Жаркою райскою птицей в руках, роняющей огненные перья в белые сугробы потрескивающей морозцем русской зимы, оказалась поэтическая жизнь молодого Владимира Тазова. По сравнению с этой жаркою птицей и любимый Тазовым вслед за Державиным снегирь – выглядел попыхивающим жаром угольком рядом с согревающим вселенную солнцем. Солнце зажглось в один миг: вчерашнего смоленского школьника из деревушки с ласковым названием Вязовеньки заметил смоленский классик Николай Иванович Рыленков, заметил и стал хвалить больше всех молодых и не очень молодых местных поэтов того времени. Впрочем, у вчерашнего школьника, как и у всех молодых смолян послевоенного поколения, к тому времени уже была за плечами по-настоящему трагическая биография – молодой Володя Тазов вместе с мамой пережил ужас фашистской оккупации и еще ребенком побывал в концлагере у немцев. К сожалению, в те времена о подобных «фактах биографии» приходилось молчать. И все же детское зрение, незамутненное и ясное, сотворило главное в судьбе поэта - зафиксировало в памяти сценки военного детства, на всю жизнь сделало тему войны в поэзии Тазова своею, родной, пережитой, святой, а еще - заставило задуматься о многих основополагающих и бесконечно важных для литератора понятиях , как то – подвиг, мужество, жизнь, смерть, родина, правда, совесть, справедливость, вина, рок, судьба, эпоха. Собственно, заставила задуматься о том, о чем в те времена думать не следовало – пускала такая задумчивость под откос судьбу, особенно в совокупности с пребыванием в немецком плену и проживанием на оккупированной территории. Но жизненные трагедии и поломанная судьба были впереди. А в те времена бесконечно счастливый Володя Тазов писал стихи яркие, свежие, самобытные, по-юношески безоглядные и счастливые – как жар-птицы.

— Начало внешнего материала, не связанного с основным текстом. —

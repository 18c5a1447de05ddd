//! Binary transaction codec.
//!
//! Layout, little endian throughout:
//!
//! ```text
//! version:u16  type:u8
//! n_in:u32   { prev_hash:[u8;32] prev_index:u32 value:i64 } * n_in
//! n_out:u32  { value:i64 address:[u8;34] } * n_out
//! lock_time:u32
//! ```
//!
//! A ticket purchase has type 1, its first output is the voting output (whose
//! value is the ticket price) and its second output commits the ticket to the
//! owner's commitment address.

use data_encoding::HEXLOWER_PERMISSIVE;
use thiserror::Error;

use super::address::{Address, AddressError, RAW_LEN as ADDRESS_LEN};
use super::hash::{TxHash, HASH_LEN};

const INPUT_LEN: usize = HASH_LEN + 4 + 8;
const OUTPUT_LEN: usize = 8 + ADDRESS_LEN;

#[derive(Debug, Error, PartialEq, Eq)]
pub enum TxError {
    #[error("transaction is not valid hex")]
    Hex,
    #[error("transaction ends unexpectedly")]
    UnexpectedEof,
    #[error("{0} unexpected bytes after transaction")]
    TrailingBytes(usize),
    #[error("unknown transaction type {0}")]
    TxType(u8),
    #[error("negative output value {0}")]
    NegativeValue(i64),
    #[error("invalid output address: {0}")]
    Address(#[from] AddressError),
}

#[derive(Debug, Clone, Copy, PartialEq, Eq)]
#[repr(u8)]
pub enum TxType {
    Regular = 0,
    Ticket = 1,
}

#[derive(Debug, Clone, PartialEq, Eq)]
pub struct TxInput {
    pub prev_hash: TxHash,
    pub prev_index: u32,
    pub value: i64,
}

#[derive(Debug, Clone, PartialEq, Eq)]
pub struct TxOutput {
    pub value: i64,
    pub address: Address,
}

#[derive(Debug, Clone, PartialEq, Eq)]
pub struct Transaction {
    pub version: u16,
    pub tx_type: TxType,
    pub inputs: Vec<TxInput>,
    pub outputs: Vec<TxOutput>,
    pub lock_time: u32,
}

/// Cursor over transaction bytes that fails instead of panicking on short input.
struct Reader<'a> {
    bytes: &'a [u8],
}

impl<'a> Reader<'a> {
    fn take(&mut self, n: usize) -> Result<&'a [u8], TxError> {
        if self.bytes.len() < n {
            return Err(TxError::UnexpectedEof);
        }
        let (head, tail) = self.bytes.split_at(n);
        self.bytes = tail;
        Ok(head)
    }

    fn array<const N: usize>(&mut self) -> Result<[u8; N], TxError> {
        let mut out = [0; N];
        out.copy_from_slice(self.take(N)?);
        Ok(out)
    }

    fn u8(&mut self) -> Result<u8, TxError> {
        Ok(self.array::<1>()?[0])
    }

    fn u16(&mut self) -> Result<u16, TxError> {
        Ok(u16::from_le_bytes(self.array()?))
    }

    fn u32(&mut self) -> Result<u32, TxError> {
        Ok(u32::from_le_bytes(self.array()?))
    }

    fn i64(&mut self) -> Result<i64, TxError> {
        Ok(i64::from_le_bytes(self.array()?))
    }

    /// Read an item count, refusing counts the remaining bytes cannot hold.
    fn count(&mut self, item_len: usize) -> Result<usize, TxError> {
        let count = self.u32()? as usize;
        if count.saturating_mul(item_len) > self.bytes.len() {
            return Err(TxError::UnexpectedEof);
        }
        Ok(count)
    }
}

impl Transaction {
    pub fn from_bytes(bytes: &[u8]) -> Result<Self, TxError> {
        let mut r = Reader { bytes };
        let version = r.u16()?;
        let tx_type = match r.u8()? {
            0 => TxType::Regular,
            1 => TxType::Ticket,
            other => return Err(TxError::TxType(other)),
        };

        let n_in = r.count(INPUT_LEN)?;
        let mut inputs = Vec::with_capacity(n_in);
        for _ in 0..n_in {
            inputs.push(TxInput {
                prev_hash: TxHash::from_bytes(r.array()?),
                prev_index: r.u32()?,
                value: r.i64()?,
            });
        }

        let n_out = r.count(OUTPUT_LEN)?;
        let mut outputs = Vec::with_capacity(n_out);
        for _ in 0..n_out {
            let value = r.i64()?;
            if value < 0 {
                return Err(TxError::NegativeValue(value));
            }
            let address = Address::from_raw(&r.array()?)?;
            outputs.push(TxOutput { value, address });
        }

        let lock_time = r.u32()?;
        if !r.bytes.is_empty() {
            return Err(TxError::TrailingBytes(r.bytes.len()));
        }
        Ok(Self {
            version,
            tx_type,
            inputs,
            outputs,
            lock_time,
        })
    }

    pub fn to_bytes(&self) -> Vec<u8> {
        let mut out = Vec::with_capacity(
            2 + 1 + 8 + self.inputs.len() * INPUT_LEN + self.outputs.len() * OUTPUT_LEN + 4,
        );
        out.extend_from_slice(&self.version.to_le_bytes());
        out.push(self.tx_type as u8);
        out.extend_from_slice(&(self.inputs.len() as u32).to_le_bytes());
        for input in &self.inputs {
            out.extend_from_slice(input.prev_hash.as_bytes());
            out.extend_from_slice(&input.prev_index.to_le_bytes());
            out.extend_from_slice(&input.value.to_le_bytes());
        }
        out.extend_from_slice(&(self.outputs.len() as u32).to_le_bytes());
        for output in &self.outputs {
            out.extend_from_slice(&output.value.to_le_bytes());
            out.extend_from_slice(&output.address.to_raw());
        }
        out.extend_from_slice(&self.lock_time.to_le_bytes());
        out
    }

    pub fn from_hex(hex: &str) -> Result<Self, TxError> {
        let bytes = HEXLOWER_PERMISSIVE
            .decode(hex.trim().as_bytes())
            .map_err(|_| TxError::Hex)?;
        Self::from_bytes(&bytes)
    }

    pub fn to_hex(&self) -> String {
        data_encoding::HEXLOWER.encode(&self.to_bytes())
    }

    pub fn hash(&self) -> TxHash {
        TxHash::of(&self.to_bytes())
    }

    /// Is this structurally a ticket purchase?
    pub fn is_ticket(&self) -> bool {
        self.tx_type == TxType::Ticket && self.outputs.len() >= 2
    }

    /// The price paid for a ticket, if this is one.
    pub fn ticket_price(&self) -> Option<i64> {
        self.is_ticket().then(|| self.outputs[0].value)
    }

    /// The address a ticket's owner committed to, if this is a ticket.
    pub fn commitment_address(&self) -> Option<Address> {
        self.is_ticket().then(|| self.outputs[1].address)
    }

    /// Total value of the outputs paying `address`, or `None` if it does not
    /// fit in an `i64`.
    pub fn amount_paid_to(&self, address: &Address) -> Option<i64> {
        self.outputs
            .iter()
            .filter(|o| &o.address == address)
            .try_fold(0i64, |total, o| total.checked_add(o.value))
    }
}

Там за сторожкой, возле хаты,
Где снегу навалила память,
Встречаешь на крыльце меня ты
Большими синими глазами.

И за тобой вхожу я в сенцы,
Дверь распахнув, себе не верю:
Петух на белом полотенце
Роняет огненные перья.

Жаркая птица поэзии Владимира Тазова, к огромному счастью, не улетела в заоблачные дали, а обернулась краснохвостым петухом, волшебным крестом вышитым маминой рукою на белом полотенце русской зимы. Для поэзии Владимира Тазова вообще характерна особая, грудная, теплая интонация, истекающая из тяги к родному и вопреки поэтическим веяниям последних времен откровенной душевностью уравновешивающая довольно крепкий дух.
Кроме поэзии, в те времена молодой Тазов увлекался авиацией и историей, что давало ему возможность и как поэту сложиться быстро и необычно. Самостоятельные полеты приучили к чувствам неба, свободы, высоты, ко взгляду на землю если и не из космоса, то уж по крайней мере с небес, - а в советское время это рождало в сознании почти невозможную при безбожии и такую необходимую любому поэту вертикаль. Знание истории, наоборот, создавало в уме спокойную и неторопливую даль горизонтали – делало мышление глубоким и неоднозначным. Впрочем, крест – удел созревшего человека, крест будет позже... А пока все шло только на «ура», только вверх. Уже в 1961 году в Смоленском книжном издательстве вышла первая книжка Владимира Тазова – «Родина моя». Н.И. Рыленков дал молодому поэту рекомендацию в Литературный институт им. А.М. Горького, и через какое-то время Тазов стал студентом столичного писательского вуза. В Литературном институте приметил его один из ведущих критиков того времени – Макаров. Нынешними критиками, восхваляющими по большей части самих себя, Макаров из истории литературы вычеркнут – зато оставлен в ней на века благодарной памятью Виктора Астафьева, написавшего о талантливом друге целую повесть. Макаров к молодому смоленскому поэту отнесся серьезно – вслед за Рыленковым разглядел большой талант и очень много помогал обещающему стать крупным литератором юноше.
«Знакомьтесь – Владимир Тазов из Смоленска. Год рождения – предвоенный, образование – школа жизни: завод, самостоятельные полеты, Литературный институт, киргизское пограничье, работа в обкоме комсомола. Анкетные данные очень мало говорят о поэте; они, скорее, свидетельствуют о том, что он ни на кого кроме себя не похож.» - Так в 1967 году Евгений Долматовский, руководитель поэтического семинара Литературного института им. А.М.Горького, в предисловии к книжке «Терема», изданной в столичном издательстве «Молодая гвардия», приветствовал своего талантливого ученика. Есть в этой яркой книжице стихотворение «Зеленое дерево», строчки которого, как это бывает у поэтов часто, очень многое предсказали в будущей судьбе их автора. Бессмертие, по мнению Владимира Тазова, оказывается совсем не в земной славе:

Оно же в том, чтобы и впредь
Всю жизнь сражаться, как привыкли!
И – хоть минуту зеленеть
За той чертой, где все поникли.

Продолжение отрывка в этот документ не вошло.